[Supplied information — start]

//! Error types for encoding sessions.

use thiserror::Error;

use crate::capacity::CapacityError;

/// Errors that can occur while driving the external encoder.
#[derive(Debug, Clone, PartialEq, Error)]
pub enum EncodeError {
    /// No source images were supplied.
    #[error("No input layers provided")]
    NoSources,

    /// A source image carried no bytes.
    #[error("Layer {index}: missing data")]
    MissingData { index: usize },

    /// HDR sources (`exr`, `hdr`) are not supported by the LDR pipeline.
    #[error("Layer {index}: HDR source files are not supported ({extension})")]
    HdrSource { index: usize, extension: String },

    /// The encoder produced zero bytes: the destination buffer was too
    /// small or the inputs were inconsistent. Never retried.
    #[error(
        "Encoder produced no output for {layers} layer(s) with a {capacity} byte buffer; \
         buffer may be too small or inputs mismatched"
    )]
    CapacityUnderestimate { capacity: usize, layers: usize },

    /// The encoder reported a failure of its own.
    #[error("Encoder failed: {0}")]
    Encoder(String),

    /// Buffer sizing parameters were unusable.
    #[error(transparent)]
    Capacity(#[from] CapacityError),
}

[Supplied information — finish]

Give all the lines above again, exactly.

Solution:
//! Error types for encoding sessions.

use thiserror::Error;

use crate::capacity::CapacityError;

/// Errors that can occur while driving the external encoder.
#[derive(Debug, Clone, PartialEq, Error)]
pub enum EncodeError {
    /// No source images were supplied.
    #[error("No input layers provided")]
    NoSources,

    /// A source image carried no bytes.
    #[error("Layer {index}: missing data")]
    MissingData { index: usize },

    /// HDR sources (`exr`, `hdr`) are not supported by the LDR pipeline.
    #[error("Layer {index}: HDR source files are not supported ({extension})")]
    HdrSource { index: usize, extension: String },

    /// The encoder produced zero bytes: the destination buffer was too
    /// small or the inputs were inconsistent. Never retried.
    #[error(
        "Encoder produced no output for {layers} layer(s) with a {capacity} byte buffer; \
         buffer may be too small or inputs mismatched"
    )]
    CapacityUnderestimate { capacity: usize, layers: usize },

    /// The encoder reported a failure of its own.
    #[error("Encoder failed: {0}")]
    Encoder(String),

    /// Buffer sizing parameters were unusable.
    #[error(transparent)]
    Capacity(#[from] CapacityError),
}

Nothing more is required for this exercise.